Poets' Olympics

The drive to add poets to the Los Angeles Olympics in 1984 may be just what is needed to give the games a lift now that breaking time and distance records has become old hat. After all, we know that, once somebody runs a "impossible" four-minute mile, everybody will do it -- well, almost everybody. Poets, however, are a bit of an unknown quantity in the sports world, as some people discovered at last week's warm-up "Poetry Olympics" in London's Westminster Abbey.

In Los Angeles it would not be enough for poets simply to compete to see who's best, as they did during the Great Dionysia in the homeland of the Olympics, ancient Greece. That's much too subjective. What they have to do is set verifiable modern records.

For centuries, to take one example, the 14-line sonnet has seemed as unconquerable as the four-minute mile. A laurel wreath for the first sonneteer to make it 13 lines!

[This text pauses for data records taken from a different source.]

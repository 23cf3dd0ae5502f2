// State machine module for the simulation pipeline
//
// Stage ordering (CONF -> CLI -> ANALYZER -> REPORT -> FINISHED) and the step status
// rules (ONGOING -> SUCCESS | FAILURE) shared by every store implementation.

pub mod errors;
pub mod events;
pub mod states;
pub mod step_state_machine;

pub use errors::{StateMachineError, StateMachineResult};
pub use events::StepEvent;
pub use states::{PipelineStage, StepStatus};
pub use step_state_machine::StepStateMachine;
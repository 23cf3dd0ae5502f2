//! Shared fixtures for the pipeline integration tests.

#![allow(dead_code)]

use async_trait::async_trait;
use axum::{http::StatusCode, routing::get, routing::post, Json, Router};
use parking_lot::Mutex;
use serde_json::{json, Value};
use std::path::{Path, PathBuf};
use std::sync::atomic::{AtomicU32, Ordering};
use std::sync::Arc;
use std::time::Duration;

use simbad_pipeline::config::{
    ExecutorKind, HttpExecutorConfig, LocalExecutorConfig, PipelineConfig, ReportConfig,
    StageExecutorConfig,
};
use simbad_pipeline::constants::{PLOTS_DIR, REPORTS_DIR, REPORT_FILE};
use simbad_pipeline::error::PipelineResult;
use simbad_pipeline::orchestration::{ReportRenderer, SimulationRequest};

pub const POLLING_PERIOD_MS: u64 = 10;

/// Write an executable `sh` script standing in for the simulator binary
#[cfg(unix)]
pub fn fake_binary(dir: &Path, body: &str) -> PathBuf {
    use std::os::unix::fs::PermissionsExt;

    let path = dir.join("simbad-cli");
    std::fs::write(&path, format!("#!/bin/sh\n{body}\n")).unwrap();
    std::fs::set_permissions(&path, std::fs::Permissions::from_mode(0o755)).unwrap();
    path
}

pub async fn serve(app: Router) -> String {
    let listener = tokio::net::TcpListener::bind("127.0.0.1:0").await.unwrap();
    let addr = listener.local_addr().unwrap();
    tokio::spawn(async move {
        axum::serve(listener, app).await.unwrap();
    });
    format!("http://{addr}")
}

pub fn http_config(base: &str) -> HttpExecutorConfig {
    HttpExecutorConfig {
        start_endpoint: format!("{base}/start"),
        status_endpoint: format!("{base}/status"),
        runtime_endpoint: format!("{base}/runtime"),
        result_endpoint: format!("{base}/result"),
        request_timeout_ms: 2_000,
        check_busy_before_submit: false,
        max_poll_failures: 3,
    }
}

/// Analyzer backend that finishes on the second runtime poll and records the submitted path
pub fn analyzer_backend(submitted: Arc<Mutex<Option<String>>>) -> Router {
    let polls = Arc::new(AtomicU32::new(0));
    Router::new()
        .route(
            "/start",
            post(move |Json(body): Json<Value>| {
                let submitted = submitted.clone();
                async move {
                    *submitted.lock() = body["path"].as_str().map(str::to_string);
                    StatusCode::ACCEPTED
                }
            }),
        )
        .route("/status", get(|| async { Json(json!({"status": "IDLE"})) }))
        .route(
            "/runtime",
            get(move || {
                let polls = polls.clone();
                async move {
                    if polls.fetch_add(1, Ordering::SeqCst) == 0 {
                        Json(json!({"progress": 40, "finished": false}))
                    } else {
                        Json(json!({"progress": 100, "finished": true}))
                    }
                }
            }),
        )
        .route(
            "/result",
            get(|| async {
                Json(json!({"artifacts": [
                    {
                        "path": "output_data/clone_stats_scalars.parquet",
                        "file_type": "PARQUET",
                        "size_bytes": 4096
                    },
                    {"path": "output_data/time_points.parquet", "size_bytes": 1024}
                ]}))
            }),
        )
}

pub fn local_stage(binary: PathBuf) -> StageExecutorConfig {
    StageExecutorConfig {
        executor: ExecutorKind::Local,
        polling_period_ms: POLLING_PERIOD_MS,
        local: LocalExecutorConfig {
            binary_path: binary,
            sample_every_lines: 1,
            ..LocalExecutorConfig::default()
        },
        ..StageExecutorConfig::cli_defaults()
    }
}

pub fn http_stage(base: &str) -> StageExecutorConfig {
    StageExecutorConfig {
        executor: ExecutorKind::Http,
        polling_period_ms: POLLING_PERIOD_MS,
        http: http_config(base),
        ..StageExecutorConfig::analyzer_defaults()
    }
}

pub fn pipeline_config(
    data_path: &Path,
    cli: StageExecutorConfig,
    analyzer: StageExecutorConfig,
) -> PipelineConfig {
    PipelineConfig {
        data_path: data_path.to_path_buf(),
        cli,
        analyzer,
        report: ReportConfig {
            tracked_parameters: vec!["entropy".to_string(), "cloneCount".to_string()],
            plot_retries: 1,
            ..ReportConfig::default()
        },
        ..PipelineConfig::default()
    }
}

pub fn demo_request() -> SimulationRequest {
    SimulationRequest {
        configuration_name: "demo".to_string(),
        configuration: json!({"parameters": {"mutations": 3, "steps": 10}}),
        name: None,
    }
}

/// Renderer writing placeholder PNG and PDF files
#[derive(Default)]
pub struct FakeRenderer {
    pub plots: Mutex<Vec<String>>,
}

#[async_trait]
impl ReportRenderer for FakeRenderer {
    async fn render_plot(&self, workdir: &Path, parameter: &str) -> PipelineResult<()> {
        tokio::fs::write(workdir.join(PLOTS_DIR).join(format!("{parameter}.png")), b"png").await?;
        self.plots.lock().push(parameter.to_string());
        Ok(())
    }

    async fn assemble_report(&self, workdir: &Path) -> PipelineResult<()> {
        tokio::fs::write(workdir.join(REPORTS_DIR).join(REPORT_FILE), b"%PDF-1.4").await?;
        Ok(())
    }
}

/// Poll `check` until it holds or the deadline passes
pub async fn eventually<F: Fn() -> bool>(check: F) -> bool {
    for _ in 0..300 {
        if check() {
            return true;
        }
        tokio::time::sleep(Duration::from_millis(10)).await;
    }
    check()
}
//! # Structured Logging Module
//!
//! Environment-aware structured logging for the pipeline. Console output is human
//! readable by default and switches to JSON lines when `SIMBAD_LOG_FORMAT=json`.

use chrono::Utc;
use std::process;
use std::sync::OnceLock;
use tracing_subscriber::{
    fmt, layer::SubscriberExt, util::SubscriberInitExt, EnvFilter, Layer, Registry,
};

static LOGGER_INITIALIZED: OnceLock<()> = OnceLock::new();

/// Initialize structured logging with environment-specific configuration
pub fn init_structured_logging() {
    LOGGER_INITIALIZED.get_or_init(|| {
        let environment = get_environment();
        let filter = EnvFilter::try_from_default_env()
            .unwrap_or_else(|_| EnvFilter::new(get_log_level(&environment)));
        let json = std::env::var("SIMBAD_LOG_FORMAT")
            .map(|format| format.eq_ignore_ascii_case("json"))
            .unwrap_or(false);

        let console_layer: Box<dyn Layer<Registry> + Send + Sync> = if json {
            fmt::layer()
                .with_target(true)
                .with_thread_ids(true)
                .with_level(true)
                .json()
                .boxed()
        } else {
            fmt::layer()
                .with_target(true)
                .with_thread_ids(true)
                .with_level(true)
                .with_ansi(true)
                .boxed()
        };

        // Another subscriber may already be installed (tests, embedding binaries)
        if tracing_subscriber::registry()
            .with(console_layer.with_filter(filter))
            .try_init()
            .is_err()
        {
            tracing::debug!(
                "Global tracing subscriber already initialized - continuing with existing subscriber"
            );
        }

        tracing::info!(
            pid = process::id(),
            environment = %environment,
            json = json,
            "🔧 STRUCTURED LOGGING: Initialized"
        );
    });
}

/// Get current environment from environment variables
pub(crate) fn get_environment() -> String {
    std::env::var("SIMBAD_ENV")
        .or_else(|_| std::env::var("APP_ENV"))
        .unwrap_or_else(|_| "development".to_string())
}

/// Get log level based on environment
fn get_log_level(environment: &str) -> String {
    match environment {
        "test" => "debug".to_string(),
        "development" => "debug".to_string(),
        "production" => "info".to_string(),
        _ => "debug".to_string(),
    }
}

/// Log structured data for simulation lifecycle operations
pub fn log_simulation_operation(
    operation: &str,
    simulation_id: Option<i64>,
    name: Option<&str>,
    status: &str,
    details: Option<&str>,
) {
    tracing::info!(
        operation = %operation,
        simulation_id = simulation_id,
        name = name,
        status = %status,
        details = details,
        timestamp = %Utc::now().to_rfc3339(),
        "🧬 SIMULATION_OPERATION"
    );
}

/// Log structured data for step operations
pub fn log_step_operation(
    operation: &str,
    simulation_id: Option<i64>,
    step_id: Option<i64>,
    stage: Option<&str>,
    status: &str,
    details: Option<&str>,
) {
    tracing::info!(
        operation = %operation,
        simulation_id = simulation_id,
        step_id = step_id,
        stage = stage,
        status = %status,
        details = details,
        timestamp = %Utc::now().to_rfc3339(),
        "🔧 STEP_OPERATION"
    );
}

/// Log structured data for executor operations
pub fn log_executor_operation(
    operation: &str,
    executor: &str,
    status: &str,
    details: Option<&str>,
) {
    tracing::info!(
        operation = %operation,
        executor = %executor,
        status = %status,
        details = details,
        timestamp = %Utc::now().to_rfc3339(),
        "⚡ EXECUTOR_OPERATION"
    );
}

/// Log error with full context
pub fn log_error(component: &str, operation: &str, error: &str, context: Option<&str>) {
    tracing::error!(
        component = %component,
        operation = %operation,
        error = %error,
        context = context,
        timestamp = %Utc::now().to_rfc3339(),
        "❌ ERROR"
    );
}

And how about the three-line quatrain, the one-line couplet, the 16-syllable haiku (which could probably be shaved to 15 without loss of obscurity)? No doubt iambic pentameter -- in which Shakespeare dawdled -- will be overtaken in the Olympics' iambic pentathlon. Then someone will knock an inch off the dactylic foot, and . . . or are we mixing a metaphor? That, of course, is a separate event.